THE ATTORNEY-GENERAL v THE ADMINISTRATOR-GENERAL (ADMINISTRATOR AD LITEM FOR THE ESTATE OF THE LATE WARNER SCHULLE) (1987) Z.R. 1 (S.C.)



SUPREME COURT
SILUNGWE, C.J., NGULUBE, D.C.J., AND GARDNER, J.S. 7TH AND 8TH MAY AND 29TH JUNE 1987
(S.C.Z. JUDGMENT NO. 12 OF 1987)



Flynote

Damages - Fatal accident - Accrual of interest of deceased in house to surviving spouse - Whether damages of spouse should be reduced.

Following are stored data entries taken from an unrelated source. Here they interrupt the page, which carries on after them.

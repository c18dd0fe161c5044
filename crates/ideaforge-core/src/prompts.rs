//! Prompt text sent to the model for each capability.

use serde::Serialize;

/// System prompt used with chat backends for structured requirement output.
pub const REQUIREMENTS_SYSTEM: &str = "You are a helpful assistant that generates project \
requirements in JSON format. You strictly only generate json no leading or lagging text";

const REQUIREMENTS_SHAPE: &str = r#"{
  "epics": [
    {
      "id": "E1",
      "summary": "Epic Summary",
      "description": "Detailed description of the epic"
    }
  ],
  "tasks": [
    {
      "id": "T1",
      "summary": "Task Summary",
      "acceptanceCriteria": "Detailed acceptance criteria for the task",
      "description": "Detailed description of the task",
      "epicId": "E1"
    }
  ],
  "stories": [
    {
      "id": "S1",
      "summary": "Story Summary",
      "description": "As a [user type], I want [goal] so that [benefit]",
      "epicId": "E1"
    }
  ]
}"#;

pub fn requirements(idea: &str) -> String {
    format!(
        "Given the following project idea: \"{idea}\", generate a comprehensive and structured \
JSON output containing epics, tasks, and stories for a software development project. \
The output should follow this exact structure:

{REQUIREMENTS_SHAPE}

Guidelines:
1. Generate 3-5 epics, 2-4 tasks per epic, and 2-3 stories per epic.
2. Ensure all IDs are unique and follow the format shown (E1, T1, S1, etc.).
3. Make sure all relationships between epics, tasks, and stories are correctly cross-referenced using epicId.
4. Provide detailed and specific descriptions for each item.
5. For stories, follow the \"As a [user type], I want [goal] so that [benefit]\" format in the description.
6. Include specific and testable acceptance criteria for each task.
7. Ensure the entire output is valid JSON that can be parsed without errors.
8. Do not include any additional text, markdown formatting, or explanations outside the JSON structure.

Provide only the JSON output without any additional text or formatting."
    )
}

pub fn story_code(summary: &str, description: &str) -> String {
    format!(
        "Generate code for the following user story:
{summary}
{description}

Please provide a code snippet that implements this user story."
    )
}

fn to_json<T: Serialize + ?Sized>(value: &T) -> String {
    serde_json::to_string(value).unwrap_or_else(|_| "null".to_string())
}

pub fn architecture<T: Serialize + ?Sized>(epics: &T, tasks: &T, stories: &T) -> String {
    format!(
        "Generate a comprehensive PlantUML diagram for the system architecture based on the \
following project requirements, tasks, and user stories:

Epics: {epics}
Tasks: {tasks}
User Stories: {stories}

Guidelines:
1. Start the diagram with '@startuml' and end with '@enduml'.
2. Include and clearly show:
   - Frontend components and their interactions
   - Backend services and APIs
   - Middleware components
   - Databases and data stores
   - Authentication and authorization systems
   - External services and integrations
   - Network boundaries and security measures
   - Message queues or event buses if applicable
   - Caching mechanisms
   - Load balancers and scaling components
   - Monitoring and logging systems
   - User interactions and data flow
3. Use different shapes to distinguish between component types.
4. Include a legend to explain the symbols used.
5. Use appropriate PlantUML notation for different component types (e.g., [Component], database, cloud, etc.)
6. Show relationships and interactions between components using arrows and appropriate labels.
7. Group related components using packages or boundaries.
8. Use notes to explain important aspects or decisions in the architecture.
9. Ensure the diagram is detailed, comprehensive, and reflects all aspects of the system described in the epics, tasks, and user stories.
10. Properly label system components (e.g., specify which database, which servers, what frontend technology, etc.).

Your response must contain only valid PlantUML code, with no additional explanations or \
text before or after the diagram code.",
        epics = to_json(epics),
        tasks = to_json(tasks),
        stories = to_json(stories),
    )
}

pub fn pseudocode<T: Serialize + ?Sized>(epics: &T, tasks: &T, stories: &T) -> String {
    format!(
        "Generate comprehensive pseudocode for the entire project based on the following epics, \
tasks, and user stories:

Epics: {epics}
Tasks: {tasks}
User Stories: {stories}

Guidelines for the pseudocode:
1. Use a clear and consistent structure that outlines the main components and their interactions.
2. Include high-level algorithms and logic flows without delving into specific programming language syntax.
3. Cover all major functionalities described in the epics, tasks, and user stories.
4. Use indentation to show hierarchy and structure.
5. Include comments to explain complex logic or important decisions.
6. Use plain English mixed with general programming concepts (e.g., loops, conditionals, functions).
7. Outline data structures and their purposes without implementing them in detail.
8. Describe API endpoints and their general functionality.
9. Include error handling and edge cases at a high level.
10. Outline any database operations or external service interactions conceptually.

Your response should be structured pseudocode that gives a comprehensive overview of the \
entire system's functionality.",
        epics = to_json(epics),
        tasks = to_json(tasks),
        stories = to_json(stories),
    )
}

pub fn full_code<T: Serialize + ?Sized>(requirements: &T, user_stories: &T) -> String {
    format!(
        "Generate code for the entire project based on the following requirements and user stories:
Epics: {}
User Stories: {}

Please provide a comprehensive code structure for this project, including main components, \
functions, and basic implementations.",
        to_json(requirements),
        to_json(user_stories),
    )
}

pub fn rewrite<T: Serialize + ?Sized>(item_type: &str, item: &T, feedback: &str) -> String {
    format!(
        "Rewrite the following {item_type} based on this feedback: \"{feedback}\".
Original {item_type}: {item}
Provide the rewritten {item_type} in the same JSON structure, maintaining all existing fields. \
Make sure to incorporate the feedback and improve the {item_type} accordingly.",
        item = to_json(item),
    )
}
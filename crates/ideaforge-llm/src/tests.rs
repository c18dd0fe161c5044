/// Envelope parsing tests using response bodies captured from each API.
#[cfg(test)]
mod unit {
    use crate::types::{AnthropicResponse, LocalChatResponse, OpenAiChatResponse, Prompt};

    #[test]
    fn local_envelope_text() {
        let json = r#"{
            "model": "llama3",
            "created_at": "2024-07-01T10:00:00Z",
            "message": {"role": "assistant", "content": "hello"},
            "done": true
        }"#;
        let r: LocalChatResponse = serde_json::from_str(json).unwrap();
        assert_eq!(r.into_text().as_deref(), Some("hello"));
    }

    #[test]
    fn openai_envelope_null_content() {
        let json = r#"{
            "id": "chatcmpl-1",
            "object": "chat.completion",
            "choices": [{"index": 0, "message": {"role": "assistant", "content": null}, "finish_reason": "stop"}]
        }"#;
        let r: OpenAiChatResponse = serde_json::from_str(json).unwrap();
        assert!(r.into_text().is_none());
    }

    #[test]
    fn openai_envelope_first_choice_wins() {
        let json = r#"{"choices": [
            {"message": {"content": "first"}},
            {"message": {"content": "second"}}
        ]}"#;
        let r: OpenAiChatResponse = serde_json::from_str(json).unwrap();
        assert_eq!(r.into_text().as_deref(), Some("first"));
    }

    #[test]
    fn anthropic_envelope_skips_non_text_blocks() {
        let json = r#"{
            "type": "message",
            "content": [
                {"type": "thinking", "thinking": "..."},
                {"type": "text", "text": "answer"}
            ]
        }"#;
        let r: AnthropicResponse = serde_json::from_str(json).unwrap();
        assert_eq!(r.into_text().as_deref(), Some("answer"));
    }

    #[test]
    fn anthropic_envelope_without_content() {
        let r: AnthropicResponse = serde_json::from_str(r#"{"type":"message"}"#).unwrap();
        assert!(r.into_text().is_none());
    }

    #[test]
    fn prompt_builder() {
        let p = Prompt::new("x").with_system("s").expect_json().with_temperature(0.7);
        assert_eq!(p.system.as_deref(), Some("s"));
        assert!(p.json);
        assert_eq!(p.temperature, Some(0.7));
    }
}
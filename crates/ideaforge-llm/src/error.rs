use crate::provider::ProviderKind;
use thiserror::Error;

#[derive(Debug, Error)]
pub enum ProviderError {
    /// Transport failure, non-2xx answer or an envelope without the expected
    /// text. `status` is set whenever the upstream answered.
    #[error("{provider} request failed{}: {detail}", .status.map(|s| format!(" (HTTP {s})")).unwrap_or_default())]
    RequestFailed {
        provider: ProviderKind,
        status: Option<u16>,
        detail: String,
    },

    #[error("{0} provider is not configured")]
    NotConfigured(ProviderKind),
}

impl ProviderError {
    pub(crate) fn transport(provider: ProviderKind, err: &reqwest::Error) -> Self {
        Self::RequestFailed {
            provider,
            status: err.status().map(|s| s.as_u16()),
            detail: err.to_string(),
        }
    }

    pub(crate) fn missing(provider: ProviderKind, field: &str) -> Self {
        Self::RequestFailed {
            provider,
            status: None,
            detail: format!("response is missing {field}"),
        }
    }

    /// Upstream HTTP status, when there was one.
    pub fn status(&self) -> Option<u16> {
        match self {
            Self::RequestFailed { status, .. } => *status,
            Self::NotConfigured(_) => None,
        }
    }
}
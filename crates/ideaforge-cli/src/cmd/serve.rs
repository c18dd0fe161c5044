use anyhow::Result;
use ideaforge_core::config::Config;

pub fn run(mut config: Config, port: Option<u16>, open: bool) -> Result<()> {
    if let Some(port) = port {
        config.server.port = port;
    }

    let rt = tokio::runtime::Runtime::new()?;
    rt.block_on(async move {
        let listener =
            tokio::net::TcpListener::bind(format!("0.0.0.0:{}", config.server.port)).await?;
        let url = format!("http://localhost:{}", listener.local_addr()?.port());
        println!("IdeaForge → {url}");

        tokio::select! {
            res = ideaforge_server::serve_on(config, listener, open) => res,
            _ = tokio::signal::ctrl_c() => Ok(()),
        }
    })
}
//! Jira issue creation.
//!
//! Custom field ids (`Epic Link`, `Acceptance Criteria`) differ per Jira
//! instance, so every creation first reads the project's createmeta issue
//! types and their field schemas, then builds the payload against them.

pub mod client;
pub mod fields;
pub mod payload;
pub mod submit;

pub use client::{FieldSchema, IssueTypeRef, JiraClient, JiraProject};
pub use fields::{normalize_issue_type, IssueTypeFields, ProjectFieldMap};
pub use payload::{adf_paragraph, build_issue_payload, IssueDraft};
pub use submit::{create_issue, fetch_field_map, resolve_project_key, submit_item, SubmittedItem};
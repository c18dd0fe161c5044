use crate::output::print_json;
use ideaforge_core::config::Config;
use ideaforge_server::routes::models::available_models;

pub fn run(config: Config, json: bool) -> anyhow::Result<()> {
    let models = super::block_on(config, |app| async move { available_models(&app).await })?;

    if json {
        return print_json(&serde_json::json!({ "models": models }));
    }
    for model in models {
        println!("{model}");
    }
    Ok(())
}
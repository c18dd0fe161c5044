use axum::http::{header, StatusCode, Uri};
use axum::response::{IntoResponse, Response};
use rust_embed::Embed;

/// The single-page UI: `index.html`, `app.js`, `style.css`.
#[derive(Embed)]
#[folder = "$CARGO_MANIFEST_DIR/frontend/"]
struct Ui;

const INDEX: &str = "index.html";

/// Router fallback. Known asset paths are served as-is, `/api/*` misses are
/// 404, and every other path gets the UI shell.
pub async fn static_handler(uri: Uri) -> Response {
    let path = uri.path().trim_start_matches('/');

    if path.starts_with("api/") {
        return (StatusCode::NOT_FOUND, "not found").into_response();
    }

    let name = if path.is_empty() || Ui::get(path).is_none() {
        INDEX
    } else {
        path
    };
    asset(name)
}

fn asset(name: &str) -> Response {
    let Some(file) = Ui::get(name) else {
        return (StatusCode::NOT_FOUND, "UI assets missing from build").into_response();
    };

    let mime = if name == INDEX {
        "text/html".to_string()
    } else {
        mime_guess::from_path(name).first_or_octet_stream().to_string()
    };
    (
        StatusCode::OK,
        [
            (header::CONTENT_TYPE, mime),
            // Assets are not fingerprinted; always revalidate.
            (header::CACHE_CONTROL, "no-cache".to_string()),
        ],
        file.data.into_owned(),
    )
        .into_response()
}
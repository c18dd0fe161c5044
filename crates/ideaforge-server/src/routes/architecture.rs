use anyhow::Context;
use axum::extract::State;
use axum::Json;
use ideaforge_core::{plantuml, prompts};
use ideaforge_llm::{Generate, Prompt};

use super::required_value;
use crate::error::AppError;
use crate::extract::ApiJson;
use crate::state::AppState;

/// Backlog sent for architecture and pseudocode generation. `model`
/// overrides the configured default for the endpoint.
#[derive(serde::Deserialize)]
pub struct BacklogBody {
    #[serde(default)]
    pub epics: Option<serde_json::Value>,
    #[serde(default)]
    pub tasks: Option<serde_json::Value>,
    #[serde(default)]
    pub stories: Option<serde_json::Value>,
    #[serde(default)]
    pub model: Option<String>,
}

struct Backlog {
    epics: serde_json::Value,
    tasks: serde_json::Value,
    stories: serde_json::Value,
    model: Option<String>,
}

impl TryFrom<BacklogBody> for Backlog {
    type Error = ideaforge_core::ForgeError;

    fn try_from(body: BacklogBody) -> Result<Self, Self::Error> {
        let empty = || serde_json::json!([]);
        Ok(Self {
            epics: required_value(body.epics, "epics")?,
            tasks: body.tasks.unwrap_or_else(empty),
            stories: body.stories.unwrap_or_else(empty),
            model: body.model.filter(|m| !m.trim().is_empty()),
        })
    }
}

/// POST /api/generate-architecture — sanitized PlantUML plus its rendering URL.
pub async fn generate_architecture(
    State(app): State<AppState>,
    ApiJson(body): ApiJson<BacklogBody>,
) -> Result<Json<serde_json::Value>, AppError> {
    let architecture = async {
        let backlog = Backlog::try_from(body)?;
        let model = backlog
            .model
            .unwrap_or_else(|| app.config.anthropic.architecture_model.clone());

        let provider = app.providers.resolve(&model)?;
        let prompt = Prompt::new(prompts::architecture(
            &backlog.epics,
            &backlog.tasks,
            &backlog.stories,
        ));
        let raw = provider.generate(&prompt).await?;
        Ok::<_, anyhow::Error>(plantuml::sanitize(&raw))
    }
    .await
    .context("Failed to generate architecture")?;

    let image_url = plantuml::image_url(&app.config.plantuml.server, &architecture);
    Ok(Json(serde_json::json!({
        "architecture": architecture,
        "imageUrl": image_url,
    })))
}

/// POST /api/generate-pseudocode — pseudocode for the core flows.
pub async fn generate_pseudocode(
    State(app): State<AppState>,
    ApiJson(body): ApiJson<BacklogBody>,
) -> Result<Json<serde_json::Value>, AppError> {
    let pseudocode = async {
        let backlog = Backlog::try_from(body)?;
        let model = backlog
            .model
            .unwrap_or_else(|| app.config.anthropic.pseudocode_model.clone());

        let provider = app.providers.resolve(&model)?;
        let prompt = Prompt::new(prompts::pseudocode(
            &backlog.epics,
            &backlog.tasks,
            &backlog.stories,
        ));
        Ok::<_, anyhow::Error>(provider.generate(&prompt).await?)
    }
    .await
    .context("Failed to generate pseudocode")?;

    Ok(Json(serde_json::json!({ "pseudocode": pseudocode })))
}
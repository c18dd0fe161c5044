use axum::http::StatusCode;
use axum::response::{IntoResponse, Response};

// ---------------------------------------------------------------------------
// AppError — unified error type for HTTP responses
// ---------------------------------------------------------------------------

/// Unified error type for HTTP responses.
///
/// Every failure renders as HTTP 500 with `{ "error", "details" }`. Handlers
/// attach a one-line summary with `anyhow::Context`; the summary becomes
/// `error` and the underlying cause chain becomes `details`. Clients branch
/// on the text, not on the status.
#[derive(Debug)]
pub struct AppError(pub anyhow::Error);

impl IntoResponse for AppError {
    fn into_response(self) -> Response {
        tracing::error!("{:#}", self.0);

        let details: Vec<String> = self.0.chain().skip(1).map(ToString::to_string).collect();
        let body = if details.is_empty() {
            serde_json::json!({ "error": self.0.to_string() })
        } else {
            serde_json::json!({ "error": self.0.to_string(), "details": details.join(": ") })
        };
        (StatusCode::INTERNAL_SERVER_ERROR, axum::Json(body)).into_response()
    }
}

impl<E> From<E> for AppError
where
    E: Into<anyhow::Error>,
{
    fn from(err: E) -> Self {
        Self(err.into())
    }
}
pub mod architecture;
pub mod code;
pub mod jira;
pub mod models;
pub mod requirements;
pub mod rewrite;

use ideaforge_core::ForgeError;

/// A present, non-blank string field.
pub(crate) fn required(value: Option<String>, field: &str) -> Result<String, ForgeError> {
    match value {
        Some(v) if !v.trim().is_empty() => Ok(v),
        _ => Err(ForgeError::validation(field)),
    }
}

/// A present, non-null JSON field.
pub(crate) fn required_value(
    value: Option<serde_json::Value>,
    field: &str,
) -> Result<serde_json::Value, ForgeError> {
    match value {
        Some(v) if !v.is_null() => Ok(v),
        _ => Err(ForgeError::validation(field)),
    }
}
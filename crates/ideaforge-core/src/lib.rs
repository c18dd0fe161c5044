pub mod config;
pub mod error;
pub mod extract;
pub mod jira;
pub mod plantuml;
pub mod prompts;
pub mod types;

pub use error::{ForgeError, Result};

Damages - Fatal accident - funeral expenses - Deceased - foreign national working in Zambia - Body flown back to own country - Whether cost can be claimed.


Headnote

The deceased, a foreign national, was working in Zambia on aid terms. At the time of his death the deceased owned a house jointly with the surviving widow, dependent, in his own country on which there was an outstanding mortgage. The court allowed a claim as part of the estate for flying the body back to the deceased's home country. The court did not reduce the damages awarded for dependency under the Fatal Accidents Acts to take account of the accrual to the estate of the deceased's interest in the house.

The appellant appealed.

Held:

(i) That where a surviving spouse would live in the house on which there is an outstanding mortgage it is difficult to say the spouse has benefited from the death to any useful extent and no sum should be deducted for the house or the surviving spouse's share of it.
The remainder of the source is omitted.